Она сегодня хорошо постаралась. Душевная боль проходит медленнее физической, а уж душевная боль человека – проходит еще дольше, и вообще, это просто удивительная находка. «Надо сходить за лентой», – подумала Констанция. Ждать, пока боль пройдет и идти, или лучше пойти сразу? Говорить будет очень тяжело. Констанция сжала кулаки. Ей немного осталось в этой деревне. Куда она направляется, не знает даже она сама. Её словно ведёт нечто, а тут, в этой деревне, заставляет остаться не на два дня, как обычно, а вот уже почти на неделю. Бедняга уже успела заметно натереть всем мозоли на глазах. Но её это не волновало. Она искала что-то, что её тут задерживает. Пока что подозрение падало на дерево. Посидев ещё немного и убедившись, что за ней не было погони, она хмыкнула в сердцах и встала. Собрала волосы набок и неспешно пошла к соседке, раздумывая, в чём заключается душевная боль этого человека. «Это точно была любовь, – выявила она. – Любовь с плохим исходом. Это… – девочка немного подумала, проверяя свою догадку, – Это чья-то смерть?». Отсюда становилось понятно, почему грудь так остро наполняется чувством безысходности, а в голове мечется одинокое отчаяние.

Неожиданно, она вскинула голову и увидела знакомый домик, плохо ухоженный, но не выглядящий некрасивым. Окна были единственным в фасаде дома, что было чистым. Остальное покрывал мох и впитавшаяся в дерево грязь. Садик перед домом только-только начал зацветать, несмотря на разгар лета. Она недавно его посадила. Пробираясь сквозь заросшую тропинку, Констанция думала, кого предположительно этот человек мог любить. Человека? Животное? Она остановилась перед дверью. Главное, не дышать. Звуки можно произносить с малым расходом воздуха. Она постучала. За дверью замешкались, а потом мягкой, но тяжелой поступью прошли к двери и вновь замешкались. Девочка напряглась.

– Кто там? – протянула старуха, подойдя к двери вплотную.

Констанция мысленно покарала себя за какую-то ещё не допущенную, но уже вот-вот случившуюся ошибку и сдавленно проговорила:

– Констанс.

Себя так называть было удобнее, ибо в основном её полное имя почти никогда правильно не выговаривали.

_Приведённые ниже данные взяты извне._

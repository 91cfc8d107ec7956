// Runtime configuration read from the environment.

use std::net::SocketAddr;

use chrono_tz::Tz;
use thiserror::Error;

use crate::modules::roles::use_cases::manage_roles::handler::DEFAULT_ROLES_PER_PAGE;
use crate::modules::timesheets::core::visibility::{
    ADMIN_ROLE_ID, ADMIN_ROLE_NAME, AccessPolicy, CurrentUser, RoleId,
    SECONDARY_PRIVILEGED_ROLE_ID,
};
use crate::modules::timesheets::use_cases::view_timesheet::handler::{
    DEFAULT_PROJECTS_PER_PAGE, TimesheetSettings,
};

pub const DEFAULT_BIND_ADDR: &str = "0.0.0.0:8080";
pub const DEFAULT_BACKEND_BASE_URL: &str = "http://localhost:3000/api";

#[derive(Debug, Error)]
pub enum ConfigError {
    #[error("{key} is not a valid value: {value:?}")]
    Invalid { key: &'static str, value: String },

    #[error("{key} must be at least 1")]
    ZeroPageSize { key: &'static str },

    #[error("CONTEXT_USER is not a valid user: {0}")]
    ContextUser(#[from] serde_json::Error),
}

#[derive(Debug, Clone)]
pub struct AppConfig {
    pub bind_addr: SocketAddr,
    pub backend_base_url: String,
    pub backend_token: Option<String>,
    pub timezone: Tz,
    pub timesheet_page_size: u32,
    pub roles_page_size: u32,
    pub policy: AccessPolicy,
    pub context_user: Option<CurrentUser>,
}

impl AppConfig {
    pub fn from_env() -> Result<Self, ConfigError> {
        Self::from_lookup(|key| std::env::var(key).ok())
    }

    /// Builds the configuration from any key lookup. Unset and blank keys
    /// take their defaults.
    pub fn from_lookup(lookup: impl Fn(&str) -> Option<String>) -> Result<Self, ConfigError> {
        let get = |key: &str| {
            lookup(key)
                .map(|v| v.trim().to_string())
                .filter(|v| !v.is_empty())
        };

        let bind_addr = parse_or(get("BIND_ADDR"), "BIND_ADDR", DEFAULT_BIND_ADDR)?;
        let timezone = parse_or(get("TIMESHEET_TIMEZONE"), "TIMESHEET_TIMEZONE", "UTC")?;
        let timesheet_page_size = page_size(
            get("TIMESHEET_PAGE_SIZE"),
            "TIMESHEET_PAGE_SIZE",
            DEFAULT_PROJECTS_PER_PAGE,
        )?;
        let roles_page_size =
            page_size(get("ROLES_PAGE_SIZE"), "ROLES_PAGE_SIZE", DEFAULT_ROLES_PER_PAGE)?;

        let privileged_role_ids = match get("PRIVILEGED_ROLE_IDS") {
            Some(raw) => raw
                .split(',')
                .map(str::trim)
                .filter(|id| !id.is_empty())
                .map(|id| {
                    id.parse::<RoleId>().map_err(|_| ConfigError::Invalid {
                        key: "PRIVILEGED_ROLE_IDS",
                        value: raw.clone(),
                    })
                })
                .collect::<Result<Vec<_>, _>>()?,
            None => vec![ADMIN_ROLE_ID, SECONDARY_PRIVILEGED_ROLE_ID],
        };

        let context_user = get("CONTEXT_USER")
            .map(|raw| serde_json::from_str::<CurrentUser>(&raw))
            .transpose()?;

        Ok(Self {
            bind_addr,
            backend_base_url: get("BACKEND_BASE_URL")
                .unwrap_or_else(|| DEFAULT_BACKEND_BASE_URL.to_string()),
            backend_token: get("BACKEND_TOKEN"),
            timezone,
            timesheet_page_size,
            roles_page_size,
            policy: AccessPolicy {
                admin_role_name: get("ADMIN_ROLE_NAME")
                    .unwrap_or_else(|| ADMIN_ROLE_NAME.to_string()),
                privileged_role_ids,
            },
            context_user,
        })
    }

    pub fn timesheet_settings(&self) -> TimesheetSettings {
        TimesheetSettings {
            timezone: self.timezone,
            page_size: self.timesheet_page_size,
            policy: self.policy.clone(),
        }
    }
}

fn parse_or<T: std::str::FromStr>(
    raw: Option<String>,
    key: &'static str,
    default: &str,
) -> Result<T, ConfigError> {
    let value = raw.unwrap_or_else(|| default.to_string());
    value.parse().map_err(|_| ConfigError::Invalid { key, value })
}

fn page_size(raw: Option<String>, key: &'static str, default: u32) -> Result<u32, ConfigError> {
    let size: u32 = match raw {
        Some(value) => value.parse().map_err(|_| ConfigError::Invalid { key, value })?,
        None => default,
    };
    if size == 0 {
        return Err(ConfigError::ZeroPageSize { key });
    }
    Ok(size)
}
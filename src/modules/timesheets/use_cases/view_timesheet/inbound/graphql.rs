use async_graphql::{Context, Object, Result as GqlResult, SimpleObject};

use crate::modules::timesheets::core::grid::GridRow;
use crate::modules::timesheets::use_cases::view_timesheet::handler::{
    PageInfo, TimesheetGrid, WeekDay,
};
use crate::shared::core::pagination::PageMarker;
use crate::shell::state::AppState;

#[derive(SimpleObject, Clone)]
pub struct GqlWeekDay {
    pub date: String,
    pub label: String,
}

impl From<WeekDay> for GqlWeekDay {
    fn from(v: WeekDay) -> Self {
        Self {
            date: v.date.to_string(),
            label: v.label,
        }
    }
}

#[derive(SimpleObject, Clone)]
pub struct GqlGridRow {
    pub project_id: i64,
    pub project_name: String,
    pub color: Option<String>,
    pub cells: Vec<String>,
    pub total: String,
}

impl From<GridRow> for GqlGridRow {
    fn from(v: GridRow) -> Self {
        Self {
            project_id: v.project_id,
            project_name: v.project_name,
            color: v.color,
            cells: v.cells,
            total: v.total,
        }
    }
}

/// A page link; `page` is absent for an ellipsis.
#[derive(SimpleObject, Clone)]
pub struct GqlPageMarker {
    pub gap: bool,
    pub page: Option<u32>,
}

impl From<PageMarker> for GqlPageMarker {
    fn from(v: PageMarker) -> Self {
        match v {
            PageMarker::Page(page) => Self {
                gap: false,
                page: Some(page),
            },
            PageMarker::Gap => Self {
                gap: true,
                page: None,
            },
        }
    }
}

#[derive(SimpleObject, Clone)]
pub struct GqlPageInfo {
    pub page: u32,
    pub page_size: u32,
    pub total_pages: u32,
    pub total_items: u64,
    pub markers: Vec<GqlPageMarker>,
}

impl From<PageInfo> for GqlPageInfo {
    fn from(v: PageInfo) -> Self {
        Self {
            page: v.page,
            page_size: v.page_size,
            total_pages: v.total_pages,
            total_items: v.total_items,
            markers: v.markers.into_iter().map(Into::into).collect(),
        }
    }
}

#[derive(SimpleObject, Clone)]
pub struct GqlTimesheetGrid {
    pub week: Vec<GqlWeekDay>,
    pub rows: Vec<GqlGridRow>,
    pub column_totals: Vec<String>,
    pub grand_total: String,
    pub pagination: GqlPageInfo,
    pub loading: bool,
    pub error: Option<String>,
    pub viewer: Option<String>,
}

impl From<TimesheetGrid> for GqlTimesheetGrid {
    fn from(v: TimesheetGrid) -> Self {
        Self {
            week: v.week.into_iter().map(Into::into).collect(),
            rows: v.rows.into_iter().map(Into::into).collect(),
            column_totals: v.column_totals,
            grand_total: v.grand_total,
            pagination: v.pagination.into(),
            loading: v.loading,
            error: v.error,
            viewer: v.viewer,
        }
    }
}

#[derive(Default)]
pub struct TimesheetQuery;

#[Object]
impl TimesheetQuery {
    async fn timesheet_grid(&self, context: &Context<'_>) -> GqlResult<GqlTimesheetGrid> {
        let state = context.data_unchecked::<AppState>();
        Ok(state.timesheet.grid().await.into())
    }
}

#[derive(Default)]
pub struct TimesheetMutation;

#[Object]
impl TimesheetMutation {
    async fn refresh_timesheet(&self, context: &Context<'_>) -> GqlResult<GqlTimesheetGrid> {
        let state = context.data_unchecked::<AppState>();
        state
            .timesheet
            .refresh()
            .await
            .map_err(|e| async_graphql::Error::new(e.to_string()))?;
        Ok(state.timesheet.grid().await.into())
    }

    /// Moves the visible week by `weeks`; zero jumps to the current week.
    async fn shift_timesheet_week(
        &self,
        context: &Context<'_>,
        weeks: i32,
    ) -> GqlResult<GqlTimesheetGrid> {
        let state = context.data_unchecked::<AppState>();
        match weeks {
            0 => {
                state.timesheet.current_week().await;
            }
            n => {
                state
                    .timesheet
                    .shift_week(i64::from(n))
                    .await
                    .map_err(|e| async_graphql::Error::new(e.to_string()))?;
            }
        }
        Ok(state.timesheet.grid().await.into())
    }
}
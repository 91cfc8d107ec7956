use std::sync::Arc;

use crate::modules::roles::adapters::outbound::roles_in_memory::InMemoryRoles;
use crate::modules::roles::use_cases::manage_roles::handler::{DEFAULT_ROLES_PER_PAGE, RoleBoard};
use crate::modules::timesheets::adapters::outbound::timesheets_in_memory::{
    InMemoryProjectCatalog, InMemoryTimesheets,
};
use crate::modules::timesheets::use_cases::view_timesheet::handler::{
    TimesheetBoard, TimesheetSettings,
};
use crate::shared::infrastructure::session_store::in_memory::InMemorySessionStore;
use crate::shell::state::AppState;

/// Application state over in-memory backends, with an empty session and no
/// context user.
pub fn app_state(
    timesheets: InMemoryTimesheets,
    catalog: InMemoryProjectCatalog,
    roles: InMemoryRoles,
) -> AppState {
    AppState {
        timesheet: Arc::new(TimesheetBoard::new(
            Arc::new(timesheets),
            Arc::new(catalog),
            TimesheetSettings::default(),
        )),
        roles: Arc::new(RoleBoard::new(Arc::new(roles), DEFAULT_ROLES_PER_PAGE)),
        session: Arc::new(InMemorySessionStore::new()),
        context_user: None,
    }
}
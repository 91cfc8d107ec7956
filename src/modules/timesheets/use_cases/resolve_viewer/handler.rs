use crate::modules::timesheets::core::visibility::CurrentUser;
use crate::shared::infrastructure::session_store::{SESSION_USER_KEY, SessionStore};

/// Resolves who is looking at the screen.
///
/// The session snapshot wins. A malformed snapshot yields no viewer, which
/// makes visibility filtering fail open. Without a snapshot the shared
/// context user is used.
pub async fn resolve_viewer(
    session: &dyn SessionStore,
    context_user: Option<&CurrentUser>,
) -> Option<CurrentUser> {
    let stored = match session.get(SESSION_USER_KEY).await {
        Ok(stored) => stored,
        Err(error) => {
            tracing::warn!(error = %error, "session store unavailable, using context user");
            None
        }
    };

    if let Some(raw) = stored {
        return match serde_json::from_str::<CurrentUser>(&raw) {
            Ok(user) => {
                tracing::info!(user_name = ?user.user_name, "user loaded from session");
                Some(user)
            }
            Err(error) => {
                tracing::error!(error = %error, "could not parse session user");
                None
            }
        };
    }

    match context_user {
        Some(user) => {
            tracing::info!(user_name = ?user.user_name, "user loaded from context");
            Some(user.clone())
        }
        None => {
            tracing::warn!("no user found in session or context");
            None
        }
    }
}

Голос старушка сразу узнала и она, уже не мешкая, отворила дверь, впуская Констанцию внутрь. Дома царил легкий беспорядок: угол ковра был завернут, словно его только что в спешке постелили; шторы были наспех приоткрыты, а может и наоборот, наспех закрыты; свеча потухла и, судя по обильному дыму, только что; на столике лежала раскрытая книга, явно только что прочитанная.

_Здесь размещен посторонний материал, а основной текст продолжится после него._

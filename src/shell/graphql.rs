use async_graphql::{EmptySubscription, MergedObject, Schema};
use async_graphql_axum::{GraphQLRequest, GraphQLResponse};
use axum::{Extension, response::Html};

use crate::modules::roles::use_cases::manage_roles::inbound::graphql::{RolesMutation, RolesQuery};
use crate::modules::timesheets::use_cases::view_timesheet::inbound::graphql::{
    TimesheetMutation, TimesheetQuery,
};
pub use crate::shell::state::AppState;

#[derive(MergedObject, Default)]
pub struct QueryRoot(TimesheetQuery, RolesQuery);

#[derive(MergedObject, Default)]
pub struct MutationRoot(TimesheetMutation, RolesMutation);

pub type AppSchema = Schema<QueryRoot, MutationRoot, EmptySubscription>;

pub fn schema(state: AppState) -> AppSchema {
    Schema::build(QueryRoot::default(), MutationRoot::default(), EmptySubscription)
        .data(state)
        .finish()
}

pub async fn graphql(
    Extension(schema): Extension<AppSchema>,
    req: GraphQLRequest,
) -> GraphQLResponse {
    schema.execute(req.into_inner()).await.into()
}

pub async fn graphiql() -> Html<String> {
    use async_graphql::http::GraphiQLSource;
    Html(GraphiQLSource::build().endpoint("/gql").finish())
}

– Какими судьбами, Констанс? – спросила старушка, подходя к книге и бережно её захлопывая.

Девочка помолчала, разглядывая скудный, но уютный интерьер и так же скомкано пробурчала:

– Мне нужна… лента.

Старушка уже шла за ней, но всё-таки уточнила:

– Тебе для волос?

Констанция просто кивнула, не в силах выдавить и слова. Ещё одно предложение, и запасённый воздух её покинет. Старушка скрылась на втором этаже, оставив Констанцию сидеть на лавочке и смотреть на остатки вытекающего дыма из потушенной свечи. Девочка разглядела ещё и одинокий, но величественный шкаф, окруженный поломанной ширмой. Ширма имела кремовый цвет и беспокойно, складками, лежала вокруг шкафа, взывая о помощи. Констанции даже показалось, что эта ширма тоже испытывает боль. Но предметам это несвойственно, так что надеяться тут не на что. Старушка вернулась сразу с тремя лентами – красной, синей и желтой.

– Вот, бери. Старайся больше не терять, ладно? – её глаза блеснули.

Девочка вновь кивнула, забирая теплые ленты и рассматривая их как произведение искусства. Жёлтую она сейчас же повязала на волосы.

– Нет-нет, погоди, позволь мне, – старуха встала позади Констанции и принялась играть с её локонами, перетаскивая их с места на место. Немного погодя зашуршала лента, и девочка встала.

– Отличная коса, – похвалила словно бы не себя старушка. – Тебе идёт.

Констанция улыбнулась и, собрав последние остатки воздуха, выдавила:

– Мне нужно средство от грызунов, которые едят дерево… – последнее слово соседке пришлось додумывать самой, ибо воздуха всё же не хватило.

Она задумалась, расхаживая по комнате. Констанция, наблюдая за ней, то и дело отскакивала в разные стороны, давая пройти.

– Травница Изольда поможет, – вскоре заключила она. – Она живет в пяти домах отсюда. Ближе к лесу.

Девочка кивнула и, обняв старуху в знак благодарности, поспешила уйти. Боль выветрится ещё не скоро, а воздух в легких кончился. Теперь придется притворяться немой. Она частенько прибегала к этой уловке, таская какую-нибудь книгу с собой в кожаной сумке. Сейчас этой сумки, как назло, не было под рукой. Пока она шла, всё рассуждала, кому принадлежит эта боль и эта любовь. Кто мог умереть у этого человека, кого можно так любить? Вероятно, это всё же человек. Если просто предположить, это мог быть кто-то из родителей, ведь… ведь боль, чёрт возьми, знакомая! Констанция как-то испытала такую боль, когда ей было совсем немного лет.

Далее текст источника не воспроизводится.